-------- Material supplied

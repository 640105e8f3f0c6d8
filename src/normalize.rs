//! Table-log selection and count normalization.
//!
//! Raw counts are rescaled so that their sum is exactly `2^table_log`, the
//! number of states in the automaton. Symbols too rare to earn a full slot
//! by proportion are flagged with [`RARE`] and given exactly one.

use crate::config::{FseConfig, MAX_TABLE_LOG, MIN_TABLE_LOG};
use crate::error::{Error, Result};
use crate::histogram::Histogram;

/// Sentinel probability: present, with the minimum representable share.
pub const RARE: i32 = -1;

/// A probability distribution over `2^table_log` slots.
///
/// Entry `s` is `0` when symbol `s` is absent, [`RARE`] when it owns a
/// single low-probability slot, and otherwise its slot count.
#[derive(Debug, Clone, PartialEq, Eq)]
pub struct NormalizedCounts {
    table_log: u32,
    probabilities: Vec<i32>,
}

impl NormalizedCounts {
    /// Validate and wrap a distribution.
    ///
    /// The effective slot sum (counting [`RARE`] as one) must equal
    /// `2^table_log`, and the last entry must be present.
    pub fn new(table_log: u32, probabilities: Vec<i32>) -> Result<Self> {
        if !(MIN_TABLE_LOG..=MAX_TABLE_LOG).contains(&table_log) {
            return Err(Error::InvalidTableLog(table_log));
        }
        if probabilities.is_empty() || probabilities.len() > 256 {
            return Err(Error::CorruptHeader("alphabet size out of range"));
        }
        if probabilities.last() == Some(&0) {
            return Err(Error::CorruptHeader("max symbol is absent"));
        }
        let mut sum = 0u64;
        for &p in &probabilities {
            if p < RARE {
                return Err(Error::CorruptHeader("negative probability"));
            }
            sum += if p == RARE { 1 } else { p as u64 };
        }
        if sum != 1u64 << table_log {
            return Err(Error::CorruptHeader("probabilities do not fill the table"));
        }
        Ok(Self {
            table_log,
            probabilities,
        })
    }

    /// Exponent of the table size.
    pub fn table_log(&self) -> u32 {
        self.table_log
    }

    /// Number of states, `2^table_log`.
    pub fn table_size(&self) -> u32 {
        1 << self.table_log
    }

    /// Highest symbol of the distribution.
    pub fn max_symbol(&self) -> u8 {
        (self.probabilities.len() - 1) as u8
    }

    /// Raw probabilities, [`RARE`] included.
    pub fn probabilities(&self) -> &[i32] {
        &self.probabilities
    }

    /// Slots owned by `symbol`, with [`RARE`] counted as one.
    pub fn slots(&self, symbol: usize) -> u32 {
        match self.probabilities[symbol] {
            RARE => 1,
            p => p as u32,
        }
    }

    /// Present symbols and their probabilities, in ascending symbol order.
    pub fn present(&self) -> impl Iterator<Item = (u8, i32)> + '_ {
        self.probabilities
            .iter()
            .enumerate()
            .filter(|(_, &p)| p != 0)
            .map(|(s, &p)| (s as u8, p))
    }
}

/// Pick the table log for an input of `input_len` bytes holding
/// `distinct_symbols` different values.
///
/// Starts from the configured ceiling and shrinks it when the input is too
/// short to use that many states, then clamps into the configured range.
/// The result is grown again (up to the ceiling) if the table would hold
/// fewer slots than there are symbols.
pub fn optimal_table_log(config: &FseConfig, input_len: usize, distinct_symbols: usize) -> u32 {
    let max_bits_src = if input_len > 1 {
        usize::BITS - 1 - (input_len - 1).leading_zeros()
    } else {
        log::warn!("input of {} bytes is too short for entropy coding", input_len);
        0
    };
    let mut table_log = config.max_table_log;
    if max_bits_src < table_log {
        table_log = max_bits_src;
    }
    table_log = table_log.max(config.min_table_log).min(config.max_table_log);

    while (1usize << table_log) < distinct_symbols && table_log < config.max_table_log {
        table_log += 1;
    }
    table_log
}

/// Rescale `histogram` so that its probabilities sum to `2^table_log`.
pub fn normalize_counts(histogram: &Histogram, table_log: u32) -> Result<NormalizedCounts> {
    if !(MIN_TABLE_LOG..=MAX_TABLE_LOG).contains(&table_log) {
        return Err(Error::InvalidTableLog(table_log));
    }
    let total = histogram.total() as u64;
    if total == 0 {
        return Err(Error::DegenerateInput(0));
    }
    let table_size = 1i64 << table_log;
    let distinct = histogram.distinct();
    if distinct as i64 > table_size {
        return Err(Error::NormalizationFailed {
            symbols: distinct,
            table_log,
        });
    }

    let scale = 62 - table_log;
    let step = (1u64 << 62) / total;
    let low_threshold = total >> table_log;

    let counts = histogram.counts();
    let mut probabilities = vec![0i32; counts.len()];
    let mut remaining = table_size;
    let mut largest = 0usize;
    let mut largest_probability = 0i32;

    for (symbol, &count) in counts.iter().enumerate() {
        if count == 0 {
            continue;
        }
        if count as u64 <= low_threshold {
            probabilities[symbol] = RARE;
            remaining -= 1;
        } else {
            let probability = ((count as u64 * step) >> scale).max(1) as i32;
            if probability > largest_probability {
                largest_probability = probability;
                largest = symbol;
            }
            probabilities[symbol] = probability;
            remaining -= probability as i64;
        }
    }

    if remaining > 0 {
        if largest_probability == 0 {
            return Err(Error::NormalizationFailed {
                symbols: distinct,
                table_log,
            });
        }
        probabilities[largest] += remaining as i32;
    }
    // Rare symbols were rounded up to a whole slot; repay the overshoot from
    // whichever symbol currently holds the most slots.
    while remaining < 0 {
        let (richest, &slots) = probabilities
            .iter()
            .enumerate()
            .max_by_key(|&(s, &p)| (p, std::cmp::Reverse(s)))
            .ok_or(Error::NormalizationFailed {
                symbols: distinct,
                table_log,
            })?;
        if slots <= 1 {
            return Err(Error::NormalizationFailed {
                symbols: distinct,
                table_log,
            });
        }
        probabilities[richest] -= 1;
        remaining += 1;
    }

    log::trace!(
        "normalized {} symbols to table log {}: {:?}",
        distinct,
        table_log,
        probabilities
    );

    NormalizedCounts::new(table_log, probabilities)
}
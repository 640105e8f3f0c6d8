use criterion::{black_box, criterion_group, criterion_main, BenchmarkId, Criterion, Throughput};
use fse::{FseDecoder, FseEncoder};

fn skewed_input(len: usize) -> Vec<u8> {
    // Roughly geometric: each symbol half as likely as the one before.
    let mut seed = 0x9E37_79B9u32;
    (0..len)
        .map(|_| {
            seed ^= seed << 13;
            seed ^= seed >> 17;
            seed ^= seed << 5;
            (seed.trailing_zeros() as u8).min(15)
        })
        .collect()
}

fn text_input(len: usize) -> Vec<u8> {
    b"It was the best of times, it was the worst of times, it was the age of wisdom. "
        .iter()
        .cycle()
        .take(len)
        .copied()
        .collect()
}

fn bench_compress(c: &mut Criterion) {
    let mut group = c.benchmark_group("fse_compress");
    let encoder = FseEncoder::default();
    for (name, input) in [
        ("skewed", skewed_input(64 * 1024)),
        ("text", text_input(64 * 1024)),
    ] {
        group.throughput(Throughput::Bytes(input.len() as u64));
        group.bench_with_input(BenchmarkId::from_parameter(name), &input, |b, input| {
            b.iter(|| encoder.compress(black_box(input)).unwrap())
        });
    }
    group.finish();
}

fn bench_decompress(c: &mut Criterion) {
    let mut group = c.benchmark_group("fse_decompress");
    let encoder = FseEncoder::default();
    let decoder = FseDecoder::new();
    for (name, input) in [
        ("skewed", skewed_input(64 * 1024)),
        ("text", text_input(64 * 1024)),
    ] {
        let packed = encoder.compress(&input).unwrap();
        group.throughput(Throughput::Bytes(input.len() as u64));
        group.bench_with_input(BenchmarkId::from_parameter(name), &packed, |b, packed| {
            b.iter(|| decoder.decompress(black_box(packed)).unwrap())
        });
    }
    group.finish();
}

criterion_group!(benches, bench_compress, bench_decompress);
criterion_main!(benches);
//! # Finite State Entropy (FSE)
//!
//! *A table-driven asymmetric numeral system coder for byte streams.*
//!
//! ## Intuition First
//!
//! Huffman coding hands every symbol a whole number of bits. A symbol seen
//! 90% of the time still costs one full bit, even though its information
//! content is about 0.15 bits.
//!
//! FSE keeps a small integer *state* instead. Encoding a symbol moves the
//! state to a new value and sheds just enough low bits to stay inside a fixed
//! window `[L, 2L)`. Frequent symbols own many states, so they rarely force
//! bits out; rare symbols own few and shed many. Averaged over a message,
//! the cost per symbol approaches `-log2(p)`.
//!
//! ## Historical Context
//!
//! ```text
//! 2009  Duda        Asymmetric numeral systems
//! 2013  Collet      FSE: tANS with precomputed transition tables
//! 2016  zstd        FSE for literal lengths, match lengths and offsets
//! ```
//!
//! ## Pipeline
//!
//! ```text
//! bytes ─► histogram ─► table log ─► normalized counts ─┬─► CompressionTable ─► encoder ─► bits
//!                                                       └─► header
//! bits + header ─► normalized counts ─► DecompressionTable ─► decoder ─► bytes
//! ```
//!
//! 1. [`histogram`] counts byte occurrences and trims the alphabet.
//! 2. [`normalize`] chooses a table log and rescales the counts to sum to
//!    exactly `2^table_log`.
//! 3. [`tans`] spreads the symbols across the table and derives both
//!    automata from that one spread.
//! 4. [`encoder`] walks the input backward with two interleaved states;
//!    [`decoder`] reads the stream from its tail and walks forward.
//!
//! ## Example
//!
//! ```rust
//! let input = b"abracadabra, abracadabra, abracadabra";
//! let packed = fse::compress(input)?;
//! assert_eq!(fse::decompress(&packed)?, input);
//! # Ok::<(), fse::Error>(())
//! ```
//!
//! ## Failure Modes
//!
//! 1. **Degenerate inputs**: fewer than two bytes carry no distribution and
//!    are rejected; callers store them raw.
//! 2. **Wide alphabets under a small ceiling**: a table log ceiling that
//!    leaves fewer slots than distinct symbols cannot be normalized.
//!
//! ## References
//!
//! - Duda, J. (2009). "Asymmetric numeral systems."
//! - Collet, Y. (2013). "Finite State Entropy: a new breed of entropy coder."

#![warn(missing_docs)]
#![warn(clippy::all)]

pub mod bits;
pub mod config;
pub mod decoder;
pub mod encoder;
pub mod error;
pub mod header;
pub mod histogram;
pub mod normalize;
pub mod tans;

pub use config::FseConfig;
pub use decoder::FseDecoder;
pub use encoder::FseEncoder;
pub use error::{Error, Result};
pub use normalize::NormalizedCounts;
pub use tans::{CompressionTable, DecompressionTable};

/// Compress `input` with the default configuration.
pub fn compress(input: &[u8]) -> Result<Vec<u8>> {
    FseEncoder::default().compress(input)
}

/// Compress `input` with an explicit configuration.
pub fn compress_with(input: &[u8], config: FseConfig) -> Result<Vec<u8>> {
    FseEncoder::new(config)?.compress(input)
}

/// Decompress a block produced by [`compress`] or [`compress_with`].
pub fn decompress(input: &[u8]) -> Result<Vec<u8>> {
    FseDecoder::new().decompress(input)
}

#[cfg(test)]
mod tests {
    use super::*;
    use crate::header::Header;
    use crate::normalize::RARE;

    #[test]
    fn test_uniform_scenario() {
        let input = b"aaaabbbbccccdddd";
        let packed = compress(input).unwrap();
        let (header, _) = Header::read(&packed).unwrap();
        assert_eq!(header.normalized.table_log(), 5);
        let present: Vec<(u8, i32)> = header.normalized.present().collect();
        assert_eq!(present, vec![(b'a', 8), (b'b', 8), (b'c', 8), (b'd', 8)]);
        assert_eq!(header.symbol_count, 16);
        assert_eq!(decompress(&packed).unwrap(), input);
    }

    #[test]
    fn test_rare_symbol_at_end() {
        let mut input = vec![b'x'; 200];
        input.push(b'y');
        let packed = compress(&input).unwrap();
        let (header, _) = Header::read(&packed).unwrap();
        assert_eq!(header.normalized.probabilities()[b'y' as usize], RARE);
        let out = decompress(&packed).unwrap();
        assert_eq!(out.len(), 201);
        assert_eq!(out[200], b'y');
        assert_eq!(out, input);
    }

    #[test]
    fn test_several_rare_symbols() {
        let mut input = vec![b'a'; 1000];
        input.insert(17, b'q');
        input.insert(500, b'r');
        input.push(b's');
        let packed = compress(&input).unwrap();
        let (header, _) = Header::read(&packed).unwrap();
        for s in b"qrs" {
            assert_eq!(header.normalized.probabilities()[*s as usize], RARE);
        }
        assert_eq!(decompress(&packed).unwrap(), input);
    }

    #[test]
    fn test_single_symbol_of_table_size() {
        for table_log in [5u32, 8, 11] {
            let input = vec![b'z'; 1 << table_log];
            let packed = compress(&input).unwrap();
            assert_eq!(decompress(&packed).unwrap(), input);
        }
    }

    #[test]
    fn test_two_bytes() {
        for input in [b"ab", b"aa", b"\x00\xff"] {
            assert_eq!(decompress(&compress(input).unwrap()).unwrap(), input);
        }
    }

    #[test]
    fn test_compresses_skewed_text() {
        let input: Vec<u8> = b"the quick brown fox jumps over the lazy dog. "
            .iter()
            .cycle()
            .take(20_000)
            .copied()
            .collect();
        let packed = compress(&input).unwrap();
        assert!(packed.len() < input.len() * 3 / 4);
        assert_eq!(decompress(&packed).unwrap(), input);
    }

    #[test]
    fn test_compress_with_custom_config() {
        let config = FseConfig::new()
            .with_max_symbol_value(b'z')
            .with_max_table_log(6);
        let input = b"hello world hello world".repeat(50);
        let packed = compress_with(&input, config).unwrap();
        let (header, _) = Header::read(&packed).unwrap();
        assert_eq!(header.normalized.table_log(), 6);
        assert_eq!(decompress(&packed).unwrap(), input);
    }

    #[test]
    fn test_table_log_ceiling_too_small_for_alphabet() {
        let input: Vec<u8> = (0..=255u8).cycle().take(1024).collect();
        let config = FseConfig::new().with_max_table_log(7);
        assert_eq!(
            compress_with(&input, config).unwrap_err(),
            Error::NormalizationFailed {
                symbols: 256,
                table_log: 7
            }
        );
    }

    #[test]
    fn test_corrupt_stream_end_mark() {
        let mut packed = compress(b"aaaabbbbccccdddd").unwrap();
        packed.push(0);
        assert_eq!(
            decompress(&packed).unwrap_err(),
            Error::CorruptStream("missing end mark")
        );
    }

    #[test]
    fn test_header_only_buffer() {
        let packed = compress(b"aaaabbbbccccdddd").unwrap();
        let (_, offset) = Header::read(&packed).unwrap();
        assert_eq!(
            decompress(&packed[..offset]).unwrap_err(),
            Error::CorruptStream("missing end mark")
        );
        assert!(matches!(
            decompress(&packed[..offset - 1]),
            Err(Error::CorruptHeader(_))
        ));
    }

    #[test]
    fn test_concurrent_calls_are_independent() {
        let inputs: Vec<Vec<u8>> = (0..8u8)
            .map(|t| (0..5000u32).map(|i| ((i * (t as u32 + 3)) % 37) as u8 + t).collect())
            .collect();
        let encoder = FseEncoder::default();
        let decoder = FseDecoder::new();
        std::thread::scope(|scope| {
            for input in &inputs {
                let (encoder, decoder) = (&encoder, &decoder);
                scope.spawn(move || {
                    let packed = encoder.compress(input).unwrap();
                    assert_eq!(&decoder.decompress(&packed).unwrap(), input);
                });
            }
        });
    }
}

----------------
-------- Material supplied

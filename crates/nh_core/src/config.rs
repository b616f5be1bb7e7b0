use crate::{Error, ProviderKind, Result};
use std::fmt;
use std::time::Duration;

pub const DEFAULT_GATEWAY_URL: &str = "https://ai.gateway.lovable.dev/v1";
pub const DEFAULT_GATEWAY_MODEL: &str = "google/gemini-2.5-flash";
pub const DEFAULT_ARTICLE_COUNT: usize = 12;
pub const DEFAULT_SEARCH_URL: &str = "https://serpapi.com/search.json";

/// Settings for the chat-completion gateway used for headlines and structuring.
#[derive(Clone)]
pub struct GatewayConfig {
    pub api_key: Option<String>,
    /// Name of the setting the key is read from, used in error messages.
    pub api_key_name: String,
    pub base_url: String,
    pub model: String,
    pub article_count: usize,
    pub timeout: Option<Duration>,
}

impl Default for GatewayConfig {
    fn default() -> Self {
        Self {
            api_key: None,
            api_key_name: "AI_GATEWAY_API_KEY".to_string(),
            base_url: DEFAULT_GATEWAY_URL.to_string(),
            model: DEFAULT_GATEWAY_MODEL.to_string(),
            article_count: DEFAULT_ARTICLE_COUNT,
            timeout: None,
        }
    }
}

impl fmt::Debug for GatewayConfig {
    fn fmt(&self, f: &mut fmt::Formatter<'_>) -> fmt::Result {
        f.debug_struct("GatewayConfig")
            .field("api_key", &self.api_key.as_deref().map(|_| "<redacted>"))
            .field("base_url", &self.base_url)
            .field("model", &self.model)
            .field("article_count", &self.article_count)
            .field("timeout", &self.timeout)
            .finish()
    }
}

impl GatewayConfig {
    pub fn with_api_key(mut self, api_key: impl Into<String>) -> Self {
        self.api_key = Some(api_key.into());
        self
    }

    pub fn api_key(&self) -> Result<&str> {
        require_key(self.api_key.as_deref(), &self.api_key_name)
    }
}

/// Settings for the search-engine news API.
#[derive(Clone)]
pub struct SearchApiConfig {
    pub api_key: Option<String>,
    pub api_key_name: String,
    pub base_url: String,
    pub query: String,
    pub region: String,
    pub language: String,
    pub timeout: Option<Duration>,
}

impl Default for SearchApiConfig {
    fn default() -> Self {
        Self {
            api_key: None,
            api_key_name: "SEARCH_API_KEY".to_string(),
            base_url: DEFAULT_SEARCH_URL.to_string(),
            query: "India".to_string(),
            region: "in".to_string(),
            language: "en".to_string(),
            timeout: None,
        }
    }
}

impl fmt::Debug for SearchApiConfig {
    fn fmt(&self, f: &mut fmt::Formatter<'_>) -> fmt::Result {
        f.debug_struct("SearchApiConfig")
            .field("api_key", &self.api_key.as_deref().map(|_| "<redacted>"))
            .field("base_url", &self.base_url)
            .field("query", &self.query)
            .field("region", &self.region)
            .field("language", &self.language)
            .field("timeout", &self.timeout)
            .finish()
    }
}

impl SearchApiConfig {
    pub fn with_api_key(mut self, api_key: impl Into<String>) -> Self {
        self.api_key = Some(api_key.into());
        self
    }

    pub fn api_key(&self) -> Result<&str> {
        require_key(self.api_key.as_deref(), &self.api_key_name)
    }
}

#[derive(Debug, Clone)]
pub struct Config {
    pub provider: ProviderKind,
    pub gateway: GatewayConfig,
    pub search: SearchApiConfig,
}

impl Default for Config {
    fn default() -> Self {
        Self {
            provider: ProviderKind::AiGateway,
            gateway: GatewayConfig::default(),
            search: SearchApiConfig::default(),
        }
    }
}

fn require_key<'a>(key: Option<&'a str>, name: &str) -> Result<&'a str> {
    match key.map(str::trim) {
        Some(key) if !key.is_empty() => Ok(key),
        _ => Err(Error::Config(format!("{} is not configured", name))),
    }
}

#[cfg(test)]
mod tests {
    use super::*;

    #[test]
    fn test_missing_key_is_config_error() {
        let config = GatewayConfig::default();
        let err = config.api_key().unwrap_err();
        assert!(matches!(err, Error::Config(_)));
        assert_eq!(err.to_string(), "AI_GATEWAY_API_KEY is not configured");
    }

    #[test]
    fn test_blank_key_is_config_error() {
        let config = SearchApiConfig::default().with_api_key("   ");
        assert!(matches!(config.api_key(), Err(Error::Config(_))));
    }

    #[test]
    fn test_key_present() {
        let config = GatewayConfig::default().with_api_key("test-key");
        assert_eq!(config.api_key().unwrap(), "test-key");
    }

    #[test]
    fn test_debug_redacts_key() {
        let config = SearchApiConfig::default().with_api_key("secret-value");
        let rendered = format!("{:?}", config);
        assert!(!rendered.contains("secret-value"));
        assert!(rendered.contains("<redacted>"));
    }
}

----------------
-------- Material supplied

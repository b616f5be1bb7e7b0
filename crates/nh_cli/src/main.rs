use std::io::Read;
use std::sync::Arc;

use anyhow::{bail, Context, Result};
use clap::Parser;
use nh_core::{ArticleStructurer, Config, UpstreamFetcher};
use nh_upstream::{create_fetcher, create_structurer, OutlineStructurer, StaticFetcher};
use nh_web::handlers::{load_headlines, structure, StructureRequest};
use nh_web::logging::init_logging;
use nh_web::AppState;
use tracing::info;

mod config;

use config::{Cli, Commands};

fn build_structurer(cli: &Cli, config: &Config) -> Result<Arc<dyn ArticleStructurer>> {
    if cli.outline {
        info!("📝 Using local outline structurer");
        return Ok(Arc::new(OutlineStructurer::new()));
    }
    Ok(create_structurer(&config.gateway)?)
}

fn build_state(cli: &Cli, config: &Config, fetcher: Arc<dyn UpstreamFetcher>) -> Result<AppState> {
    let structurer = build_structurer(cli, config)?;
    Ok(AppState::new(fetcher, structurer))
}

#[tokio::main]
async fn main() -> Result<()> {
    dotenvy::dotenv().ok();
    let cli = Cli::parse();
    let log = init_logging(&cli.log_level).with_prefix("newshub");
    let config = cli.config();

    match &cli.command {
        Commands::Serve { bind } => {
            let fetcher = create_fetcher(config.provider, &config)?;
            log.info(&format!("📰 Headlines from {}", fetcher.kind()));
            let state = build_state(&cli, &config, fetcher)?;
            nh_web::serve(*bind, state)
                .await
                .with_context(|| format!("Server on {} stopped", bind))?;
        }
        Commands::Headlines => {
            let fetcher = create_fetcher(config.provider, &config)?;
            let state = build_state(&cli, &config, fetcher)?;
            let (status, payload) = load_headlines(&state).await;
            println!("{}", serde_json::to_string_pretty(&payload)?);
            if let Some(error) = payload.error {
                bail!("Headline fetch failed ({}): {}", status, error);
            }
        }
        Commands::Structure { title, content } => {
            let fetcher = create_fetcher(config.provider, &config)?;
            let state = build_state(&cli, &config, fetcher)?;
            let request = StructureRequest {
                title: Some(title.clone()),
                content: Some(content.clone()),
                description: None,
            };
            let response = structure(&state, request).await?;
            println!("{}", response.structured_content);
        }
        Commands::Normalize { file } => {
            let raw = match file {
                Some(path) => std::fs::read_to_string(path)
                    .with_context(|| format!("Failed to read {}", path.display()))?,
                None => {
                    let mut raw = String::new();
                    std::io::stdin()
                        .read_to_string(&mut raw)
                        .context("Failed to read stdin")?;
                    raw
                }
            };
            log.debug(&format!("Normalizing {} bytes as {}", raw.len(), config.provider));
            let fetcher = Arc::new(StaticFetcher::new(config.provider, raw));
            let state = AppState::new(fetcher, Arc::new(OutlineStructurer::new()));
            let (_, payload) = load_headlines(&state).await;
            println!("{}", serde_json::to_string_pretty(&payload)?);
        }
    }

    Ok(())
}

----------------

Go over the listing above and copy out each line that includes "take".

        .take(len)
            .take(20_000)
        let input: Vec<u8> = (0..=255u8).cycle().take(1024).collect();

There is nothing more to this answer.